---
title: "Choosing a Calibrator"
output: rmarkdown::html_vignette
vignette: >
  %\VignetteIndexEntry{Choosing a Calibrator}
  %\VignetteEngine{knitr::rmarkdown}
  %\VignetteEncoding{UTF-8}
---

```{r, include = FALSE}
knitr::opts_chunk$set(
  collapse = TRUE,
  comment = "#>"
)
```

```{r setup}
library(calibratr)
library(dplyr)
```

## The main decision

Choose a calibrator based on the input scale, the amount of calibration data,
and the shape of the expected miscalibration. Binary methods take vectors, and
multiclass methods take matrices with one column per class.

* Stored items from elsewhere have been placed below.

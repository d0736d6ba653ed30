use std::time::Duration;

use rootsift_core::TaskError;
use serde::Serialize;

#[derive(Debug)]
pub enum TaskOutcome {
    /// Both artifacts already existed
    Skipped,
    Completed { descriptors: usize },
    Failed(TaskError),
    Cancelled,
}

impl TaskOutcome {
    pub fn label(&self) -> &'static str {
        match self {
            TaskOutcome::Skipped => "skipped",
            TaskOutcome::Completed { .. } => "completed",
            TaskOutcome::Failed(_) => "failed",
            TaskOutcome::Cancelled => "cancelled",
        }
    }
}

impl From<Result<usize, TaskError>> for TaskOutcome {
    fn from(result: Result<usize, TaskError>) -> Self {
        match result {
            Ok(descriptors) => TaskOutcome::Completed { descriptors },
            Err(TaskError::Cancelled) => TaskOutcome::Cancelled,
            Err(err) => TaskOutcome::Failed(err),
        }
    }
}

#[derive(Debug)]
pub struct TaskReport {
    /// Position of the task in the batch input
    pub index: usize,
    pub image: String,
    pub outcome: TaskOutcome,
    pub elapsed: Duration,
}

/// Result of one batch run, ordered by task index
#[derive(Debug, Default)]
pub struct BatchReport {
    pub tasks: Vec<TaskReport>,
    pub elapsed: Duration,
}

impl BatchReport {
    fn count(&self, f: impl Fn(&TaskOutcome) -> bool) -> usize {
        self.tasks.iter().filter(|t| f(&t.outcome)).count()
    }

    pub fn completed(&self) -> usize {
        self.count(|o| matches!(o, TaskOutcome::Completed { .. }))
    }

    pub fn skipped(&self) -> usize {
        self.count(|o| matches!(o, TaskOutcome::Skipped))
    }

    pub fn failed(&self) -> usize {
        self.count(|o| matches!(o, TaskOutcome::Failed(_)))
    }

    pub fn cancelled(&self) -> usize {
        self.count(|o| matches!(o, TaskOutcome::Cancelled))
    }

    pub fn failures(&self) -> impl Iterator<Item = (&TaskReport, &TaskError)> {
        self.tasks.iter().filter_map(|t| match &t.outcome {
            TaskOutcome::Failed(err) => Some((t, err)),
            _ => None,
        })
    }

    /// Every task either completed or was skipped
    pub fn is_success(&self) -> bool {
        self.failed() == 0 && self.cancelled() == 0
    }

    pub fn summary(&self) -> String {
        format!(
            "{} images: {} completed, {} skipped, {} failed, {} cancelled in {:.2?}",
            self.tasks.len(),
            self.completed(),
            self.skipped(),
            self.failed(),
            self.cancelled(),
            self.elapsed
        )
    }

    pub fn records(&self) -> Vec<ReportRecord> {
        self.tasks.iter().map(ReportRecord::from).collect()
    }
}

/// Flat, serializable view of a [`TaskReport`]
#[derive(Debug, Clone, PartialEq, Serialize)]
pub struct ReportRecord {
    pub image: String,
    pub outcome: &'static str,
    #[serde(skip_serializing_if = "Option::is_none")]
    pub descriptors: Option<usize>,
    #[serde(skip_serializing_if = "Option::is_none")]
    pub error_kind: Option<&'static str>,
    #[serde(skip_serializing_if = "Option::is_none")]
    pub error: Option<String>,
    pub elapsed_ms: f64,
}

impl From<&TaskReport> for ReportRecord {
    fn from(task: &TaskReport) -> Self {
        let (descriptors, error_kind, error) = match &task.outcome {
            TaskOutcome::Completed { descriptors } => (Some(*descriptors), None, None),
            TaskOutcome::Failed(err) => (None, Some(err.kind()), Some(err.chain())),
            TaskOutcome::Skipped | TaskOutcome::Cancelled => (None, None, None),
        };
        Self {
            image: task.image.clone(),
            outcome: task.outcome.label(),
            descriptors,
            error_kind,
            error,
            elapsed_ms: task.elapsed.as_secs_f64() * 1000.0,
        }
    }
}
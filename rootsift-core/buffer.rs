use thiserror::Error;

/// Native sample storage of a decoded image, interleaved and row-major
#[derive(Debug, Clone, PartialEq)]
pub enum Samples {
    U8(Vec<u8>),
    U16(Vec<u16>),
    F32(Vec<f32>),
}

impl Samples {
    pub fn len(&self) -> usize {
        match self {
            Samples::U8(v) => v.len(),
            Samples::U16(v) => v.len(),
            Samples::F32(v) => v.len(),
        }
    }

    pub fn is_empty(&self) -> bool {
        self.len() == 0
    }

    /// Sample `i` on its native scale, as `f32`
    #[inline]
    pub fn get(&self, i: usize) -> f32 {
        match self {
            Samples::U8(v) => v[i] as f32,
            Samples::U16(v) => v[i] as f32,
            Samples::F32(v) => v[i],
        }
    }
}

/// Decoded image, tagged by channel layout
#[derive(Debug, Clone, PartialEq)]
pub enum SourceImage {
    Gray {
        width: usize,
        height: usize,
        samples: Samples,
    },
    /// Interleaved color; the first three channels are read as R, G, B
    Color {
        width: usize,
        height: usize,
        channels: usize,
        samples: Samples,
    },
}

/// A [`SourceImage`] whose fields disagree with its sample buffer
#[derive(Error, Debug, Clone, PartialEq, Eq)]
pub enum LayoutError {
    #[error("color image needs at least 3 channels, got {0}")]
    TooFewChannels(usize),

    #[error("{width}x{height} image with {channels} channels needs {expected} samples, got {actual}")]
    SampleCount {
        width: usize,
        height: usize,
        channels: usize,
        expected: usize,
        actual: usize,
    },

    #[error("image size {width}x{height} with {channels} channels overflows")]
    Overflow { width: usize, height: usize, channels: usize },
}

impl SourceImage {
    /// Check that the sample buffer holds exactly `width * height * channels` samples
    pub fn validate(&self) -> Result<(), LayoutError> {
        let (width, height) = self.dimensions();
        let channels = self.channels();
        let samples = match self {
            SourceImage::Gray { samples, .. } => samples,
            SourceImage::Color { samples, .. } => {
                if channels < 3 {
                    return Err(LayoutError::TooFewChannels(channels));
                }
                samples
            }
        };
        let expected = width
            .checked_mul(height)
            .and_then(|n| n.checked_mul(channels))
            .ok_or(LayoutError::Overflow { width, height, channels })?;
        if samples.len() != expected {
            return Err(LayoutError::SampleCount { width, height, channels, expected, actual: samples.len() });
        }
        Ok(())
    }

    pub fn dimensions(&self) -> (usize, usize) {
        match self {
            SourceImage::Gray { width, height, .. } | SourceImage::Color { width, height, .. } => {
                (*width, *height)
            }
        }
    }

    pub fn channels(&self) -> usize {
        match self {
            SourceImage::Gray { .. } => 1,
            SourceImage::Color { channels, .. } => *channels,
        }
    }
}

/// Row-major single-channel `f32` image, the extractor's input form
#[derive(Debug, Clone, PartialEq)]
pub struct FloatImage {
    pub width: usize,
    pub height: usize,
    pub data: Vec<f32>,
}

impl FloatImage {
    pub fn get(&self, x: usize, y: usize) -> f32 {
        self.data[y * self.width + x]
    }
}
#[cfg(test)]
mod tests {
    use super::*;
    use image::{GrayImage, Luma, Rgb, RgbImage};
    use rootsift_core::{DESCRIPTOR_DIM, ExtractorError, FloatImage, RawDescriptor, Samples, SourceImage};
    use rootsift_io::{DatasetLayout, keypoints_to_matrix, read_matrix, write_matrix_atomic};
    use std::path::Path;
    use std::sync::atomic::{AtomicUsize, Ordering};
    use std::sync::{Arc, Mutex};

    fn spike(entries: &[(usize, f32)]) -> RawDescriptor {
        let mut d = [0.0f32; DESCRIPTOR_DIM];
        for &(i, v) in entries {
            d[i] = v;
        }
        d
    }

    /// Returns fixed descriptors and counts its invocations
    #[derive(Clone)]
    struct StubExtractor {
        output: Vec<RawDescriptor>,
        calls: Arc<AtomicUsize>,
    }

    impl StubExtractor {
        fn new(output: Vec<RawDescriptor>) -> Self {
            Self { output, calls: Arc::new(AtomicUsize::new(0)) }
        }

        fn calls(&self) -> usize {
            self.calls.load(Ordering::SeqCst)
        }
    }

    impl DescriptorExtractor for StubExtractor {
        fn extract(&self, _image: &FloatImage, _keypoints: &[Keypoint]) -> Result<Vec<RawDescriptor>, ExtractorError> {
            self.calls.fetch_add(1, Ordering::SeqCst);
            Ok(self.output.clone())
        }

        fn name(&self) -> &str {
            "stub"
        }
    }

    /// One spike per keypoint at `round(x)`, so output order is observable
    struct PositionExtractor;

    impl DescriptorExtractor for PositionExtractor {
        fn extract(&self, _image: &FloatImage, keypoints: &[Keypoint]) -> Result<Vec<RawDescriptor>, ExtractorError> {
            Ok(keypoints.iter().map(|kp| spike(&[(kp.x.round() as usize, 1.0)])).collect())
        }
    }

    /// Records the image size handed to the extractor
    struct ShapeProbe(Arc<Mutex<Vec<(usize, usize)>>>);

    impl DescriptorExtractor for ShapeProbe {
        fn extract(&self, image: &FloatImage, keypoints: &[Keypoint]) -> Result<Vec<RawDescriptor>, ExtractorError> {
            self.0.lock().unwrap().push((image.width, image.height));
            Ok(vec![spike(&[(0, 1.0)]); keypoints.len()])
        }
    }

    struct FailingExtractor;

    impl DescriptorExtractor for FailingExtractor {
        fn extract(&self, _image: &FloatImage, _keypoints: &[Keypoint]) -> Result<Vec<RawDescriptor>, ExtractorError> {
            Err(ExtractorError::failed("kernel crashed"))
        }
    }

    struct Dataset {
        _dir: tempfile::TempDir,
        layout: DatasetLayout,
    }

    impl Dataset {
        fn new() -> Self {
            let dir = tempfile::tempdir().unwrap();
            let layout = DatasetLayout::new(dir.path());
            std::fs::create_dir_all(layout.images_path()).unwrap();
            Self { _dir: dir, layout }
        }

        fn add_image(&self, name: &str, keypoints: &[Keypoint]) -> ImageTask {
            GrayImage::from_pixel(16, 12, Luma([128]))
                .save(self.layout.images_path().join(name))
                .unwrap();
            write_matrix_atomic(self.layout.keypoint_path(name), &keypoints_to_matrix(keypoints).unwrap()).unwrap();
            self.layout.task(name)
        }
    }

    fn keypoints_at(xs: &[f32]) -> Vec<Keypoint> {
        xs.iter().map(|&x| Keypoint::new(x, 2.0, 1.6, 0.0)).collect()
    }

    fn pipeline<E: DescriptorExtractor + 'static>(extractor: E) -> DescriptorPipeline {
        PipelineBuilder::new(extractor).threads(2).build().unwrap()
    }

    fn squared_norm(row: &[f32]) -> f64 {
        row.iter().map(|&x| (x as f64) * (x as f64)).sum()
    }

    #[test]
    fn test_three_keypoint_scenario() {
        let data = Dataset::new();
        let task = data.add_image("scene.png", &keypoints_at(&[1.0, 2.0, 3.0]));
        let stub = StubExtractor::new(vec![
            spike(&[(0, 1.0)]),
            spike(&[(1, 2.0)]),
            spike(&[(0, 1.0), (1, 1.0)]),
        ]);

        let report = pipeline(stub.clone()).run(std::slice::from_ref(&task));
        assert_eq!(report.completed(), 1);
        assert_eq!(stub.calls(), 1);

        let m = read_matrix(&task.descriptor_path).unwrap();
        assert_eq!(m.shape(), (3, DESCRIPTOR_DIM));
        for row in m.iter_rows() {
            assert!((squared_norm(row) - 1.0).abs() < 1e-6);
        }
        assert_eq!(m.row(0)[0], 1.0);
        assert_eq!(m.row(1)[1], 1.0);
        assert!((m.row(2)[0] - 0.5f32.sqrt()).abs() < 1e-6);
        assert!((m.row(2)[1] - 0.5f32.sqrt()).abs() < 1e-6);
    }

    #[test]
    fn test_second_run_is_idempotent() {
        let data = Dataset::new();
        let tasks: Vec<ImageTask> = (0..4)
            .map(|i| data.add_image(&format!("{i}.png"), &keypoints_at(&[i as f32, 10.0 + i as f32])))
            .collect();
        let pipeline = pipeline(PositionExtractor);

        let first = pipeline.run(&tasks);
        assert_eq!(first.completed(), 4);
        let bytes: Vec<Vec<u8>> = tasks.iter().map(|t| std::fs::read(&t.descriptor_path).unwrap()).collect();

        let stub = StubExtractor::new(Vec::new());
        let second = PipelineBuilder::new(stub.clone()).threads(2).build().unwrap().run(&tasks);
        assert_eq!(second.skipped(), 4);
        assert_eq!(stub.calls(), 0);
        for (task, before) in tasks.iter().zip(bytes) {
            assert_eq!(std::fs::read(&task.descriptor_path).unwrap(), before);
        }
    }

    #[test]
    fn test_force_recomputes_existing() {
        let data = Dataset::new();
        let task = data.add_image("a.png", &keypoints_at(&[4.0]));
        pipeline(PositionExtractor).run(std::slice::from_ref(&task));

        let stub = StubExtractor::new(vec![spike(&[(9, 3.0)])]);
        let report = PipelineBuilder::new(stub.clone())
            .skip_existing(false)
            .threads(1)
            .build()
            .unwrap()
            .run(std::slice::from_ref(&task));
        assert_eq!(report.completed(), 1);
        assert_eq!(stub.calls(), 1);
        assert_eq!(read_matrix(&task.descriptor_path).unwrap().row(0)[9], 1.0);
    }

    #[test]
    fn test_order_preserved() {
        let data = Dataset::new();
        let xs = [7.0, 3.0, 100.0, 0.0, 42.0];
        let task = data.add_image("order.png", &keypoints_at(&xs));
        pipeline(PositionExtractor).run(std::slice::from_ref(&task));

        let m = read_matrix(&task.descriptor_path).unwrap();
        assert_eq!(m.rows(), xs.len());
        for (row, x) in m.iter_rows().zip(xs) {
            assert_eq!(row[x as usize], 1.0);
        }
    }

    #[test]
    fn test_empty_keypoints_never_call_extractor() {
        let data = Dataset::new();
        let task = data.add_image("blank.png", &[]);
        std::fs::write(&task.image_path, b"not decodable").unwrap();
        let stub = StubExtractor::new(vec![spike(&[(0, 1.0)])]);

        let report = pipeline(stub.clone()).run(std::slice::from_ref(&task));
        assert_eq!(report.completed(), 1);
        assert_eq!(stub.calls(), 0);
        assert_eq!(read_matrix(&task.descriptor_path).unwrap().shape(), (0, DESCRIPTOR_DIM));
    }

    #[test]
    fn test_count_mismatch_writes_nothing() {
        let data = Dataset::new();
        let task = data.add_image("short.png", &keypoints_at(&[1.0, 2.0, 3.0]));
        let stub = StubExtractor::new(vec![spike(&[(0, 1.0)]); 2]);

        let report = pipeline(stub).run(std::slice::from_ref(&task));
        assert_eq!(report.failed(), 1);
        let (_, err) = report.failures().next().unwrap();
        assert!(matches!(err, TaskError::CountMismatch { keypoints: 3, descriptors: 2 }));
        assert!(!task.descriptor_path.exists());
    }

    #[test]
    fn test_degenerate_descriptor_policies() {
        let data = Dataset::new();
        let task = data.add_image("flat.png", &keypoints_at(&[1.0, 2.0]));
        let raw = vec![spike(&[(3, 2.0)]), [0.0; DESCRIPTOR_DIM]];

        let rejected = PipelineBuilder::new(StubExtractor::new(raw.clone()))
            .degenerate(DegeneratePolicy::Reject)
            .build()
            .unwrap()
            .run(std::slice::from_ref(&task));
        assert!(matches!(
            rejected.failures().next().map(|(_, e)| e),
            Some(TaskError::DegenerateDescriptor { index: 1 })
        ));
        assert!(!task.descriptor_path.exists());

        let filled = pipeline(StubExtractor::new(raw)).run(std::slice::from_ref(&task));
        assert_eq!(filled.completed(), 1);
        let m = read_matrix(&task.descriptor_path).unwrap();
        assert!(m.as_slice().iter().all(|v| v.is_finite()));
        assert!(m.row(1).iter().all(|&v| v == 0.0));
    }

    #[test]
    fn test_failures_do_not_stop_siblings() {
        let data = Dataset::new();
        let good = data.add_image("good.png", &keypoints_at(&[1.0]));
        let broken = data.add_image("broken.png", &keypoints_at(&[1.0]));
        std::fs::write(&broken.image_path, b"garbage").unwrap();
        let missing = data.layout.task("missing.png");

        let report = pipeline(PositionExtractor).run(&[good.clone(), broken.clone(), missing]);
        let outcomes: Vec<_> = report.tasks.iter().map(|t| (t.index, t.outcome.label())).collect();
        assert_eq!(outcomes, vec![(0, "completed"), (1, "failed"), (2, "failed")]);

        let kinds: Vec<_> = report.failures().map(|(_, e)| e.kind()).collect();
        assert_eq!(kinds, vec!["decode", "io"]);
        assert!(good.descriptor_path.exists());
        assert!(!broken.descriptor_path.exists());
    }

    #[test]
    fn test_extractor_error_is_reported() {
        let data = Dataset::new();
        let task = data.add_image("a.png", &keypoints_at(&[1.0]));
        let report = pipeline(FailingExtractor).run(std::slice::from_ref(&task));
        let (_, err) = report.failures().next().unwrap();
        assert_eq!(err.chain(), "descriptor extraction: extractor failed: kernel crashed");
    }

    #[test]
    fn test_color_image_reaches_extractor_as_gray() {
        let data = Dataset::new();
        let task = data.add_image("color.png", &keypoints_at(&[1.0]));
        RgbImage::from_pixel(9, 5, Rgb([10, 200, 30])).save(&task.image_path).unwrap();
        let sizes = Arc::new(Mutex::new(Vec::new()));

        let report = pipeline(ShapeProbe(sizes.clone())).run(std::slice::from_ref(&task));
        assert_eq!(report.completed(), 1);
        assert_eq!(*sizes.lock().unwrap(), vec![(9, 5)]);
    }

    #[test]
    fn test_cancelled_batch_writes_nothing() {
        let data = Dataset::new();
        let tasks: Vec<ImageTask> = (0..3)
            .map(|i| data.add_image(&format!("{i}.png"), &keypoints_at(&[1.0])))
            .collect();
        let token = CancelToken::new();
        let pipeline = PipelineBuilder::new(PositionExtractor)
            .cancel_token(token.clone())
            .build()
            .unwrap();
        token.cancel();

        let report = pipeline.run(&tasks);
        assert_eq!(report.cancelled(), 3);
        assert!(!report.is_success());
        assert!(tasks.iter().all(|t| !Path::new(&t.descriptor_path).exists()));
    }

    fn header(rows: i32, cols: i32) -> Vec<u8> {
        let mut bytes = rows.to_le_bytes().to_vec();
        bytes.extend_from_slice(&cols.to_le_bytes());
        bytes
    }

    #[test]
    fn test_corrupt_keypoint_artifacts_fail_alone() {
        let data = Dataset::new();
        let good = data.add_image("good.png", &keypoints_at(&[3.0]));
        let huge = data.add_image("huge.png", &keypoints_at(&[3.0]));
        std::fs::write(&huge.keypoint_path, header(i32::MAX, i32::MAX)).unwrap();
        let short = data.add_image("short.png", &keypoints_at(&[3.0]));
        let mut bytes = header(2, 4);
        bytes.extend_from_slice(&[0u8; 4]);
        std::fs::write(&short.keypoint_path, bytes).unwrap();

        let report = pipeline(PositionExtractor).run(&[good.clone(), huge.clone(), short.clone()]);
        let outcomes: Vec<_> = report.tasks.iter().map(|t| (t.index, t.outcome.label())).collect();
        assert_eq!(outcomes, vec![(0, "completed"), (1, "failed"), (2, "failed")]);
        let kinds: Vec<_> = report.failures().map(|(_, e)| e.kind()).collect();
        assert_eq!(kinds, vec!["malformed", "malformed"]);
        assert_eq!(read_matrix(&good.descriptor_path).unwrap().shape(), (1, DESCRIPTOR_DIM));
        assert!(!huge.descriptor_path.exists());
        assert!(!short.descriptor_path.exists());
    }

    /// Serves a two-channel color buffer for `bad.png`, decodes everything else from disk
    struct TwoChannelSource;

    impl ImageSource for TwoChannelSource {
        fn load(&self, path: &Path) -> TaskResult<SourceImage> {
            if path.ends_with("bad.png") {
                return Ok(SourceImage::Color {
                    width: 1,
                    height: 1,
                    channels: 2,
                    samples: Samples::U8(vec![1, 2]),
                });
            }
            FsImageSource.load(path)
        }
    }

    #[test]
    fn test_inconsistent_image_layout_fails_alone() {
        let data = Dataset::new();
        let bad = data.add_image("bad.png", &keypoints_at(&[1.0]));
        let good = data.add_image("good.png", &keypoints_at(&[1.0]));

        let report = PipelineBuilder::new(PositionExtractor)
            .image_source(TwoChannelSource)
            .threads(2)
            .build()
            .unwrap()
            .run(&[bad.clone(), good.clone()]);
        assert_eq!(report.completed(), 1);
        let (task, err) = report.failures().next().unwrap();
        assert_eq!(task.image, "bad.png");
        assert_eq!(err.kind(), "decode");
        assert!(!bad.descriptor_path.exists());
        assert!(good.descriptor_path.exists());
    }

    #[test]
    fn test_builder_rejects_invalid_config() {
        let result = PipelineBuilder::new(PositionExtractor).threads(1_000_000).build();
        assert!(matches!(result, Err(PipelineError::Config(_))));
    }
}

| Method | Input scale | Useful when | Main caution |
|---|---|---|---|
| `cal_platt()` | score or probability | the calibration curve is close to logistic | limited flexibility |
| `cal_temperature()` | logits | a model is overconfident but ranking is useful | requires logits, not probabilities |
| `cal_beta()` | probability | probabilities have asymmetric distortion | clips `0` and `1` before fitting |
| `cal_isotonic()` | probability | many calibration observations are available | can overfit small calibration sets |
| `cal_histogram()` | probability | interpretability by bins is preferred | depends on bin choice |

## Match the input scale

The most common mistake is passing probabilities to a method that expects
logits. `cal_temperature()` expects logits because it estimates a scalar
temperature in logit space.

```{r scales}
p <- c(0.1, 0.3, 0.7, 0.9)
logits <- logit(p)
round(inv_logit(logits), 3)
```

## Compare methods on held-out data

The example below simulates probabilities that are too confident. The raw
probabilities and calibrated probabilities are compared on the same test set.

```{r comparison}
set.seed(2027)
n <- 500
predictions <- data.frame(x = rnorm(n)) |>
  mutate(
    true_p = inv_logit(-0.2 + x),
    y = rbinom(n(), 1, true_p),
    raw_logits = 1.6 * (-0.2 + x),
    raw_p = inv_logit(raw_logits),
    split = sample(rep(c("calibration", "test"), length.out = n))
  )

calibration <- predictions |>
  filter(split == "calibration")

test <- predictions |>
  filter(split == "test")

fits <- list(
  platt = cal_platt(calibration$raw_p, calibration$y),
  beta = cal_beta(calibration$raw_p, calibration$y),
  isotonic = cal_isotonic(calibration$raw_p, calibration$y),
  histogram = cal_histogram(calibration$raw_p, calibration$y, bins = 10),
  temperature = cal_temperature(calibration$raw_logits, calibration$y)
)

test <- test |>
  mutate(
    platt = predict(fits$platt, raw_p),
    beta = predict(fits$beta, raw_p),
    isotonic = predict(fits$isotonic, raw_p),
    histogram = predict(fits$histogram, raw_p),
    temperature = predict(fits$temperature, raw_logits)
  )

bind_rows(
  test |> summarise(method = "raw", ece = ece(raw_p, y, bins = 10)),
  test |> summarise(method = "platt", ece = ece(platt, y, bins = 10)),
  test |> summarise(method = "beta", ece = ece(beta, y, bins = 10)),
  test |> summarise(method = "isotonic", ece = ece(isotonic, y, bins = 10)),
  test |> summarise(method = "histogram", ece = ece(histogram, y, bins = 10)),
  test |> summarise(method = "temperature", ece = ece(temperature, y, bins = 10))
) |>
  mutate(ece = round(ece, 3)) |>
  arrange(ece)
```

## Practical guidance

Start with `cal_beta()` or `cal_platt()` for small to moderate calibration sets.
Use `cal_temperature()` when logits are available and the problem is mainly
overconfidence. Use `cal_isotonic()` when the calibration set is large enough to
support a flexible monotone curve. Use `cal_histogram()` when a bin-level rule is
easier to audit or explain.

Cross-validated calibration is useful when a separate calibration set would be
too small.

```{r cv}
cv_fit <- cal_cv(predictions$raw_p, predictions$y, method = "beta", folds = 5, seed = 1)

predictions |>
  mutate(oof = cv_fit$oof_predictions) |>
  summarise(oof_ece = ece(oof, y, bins = 10))
```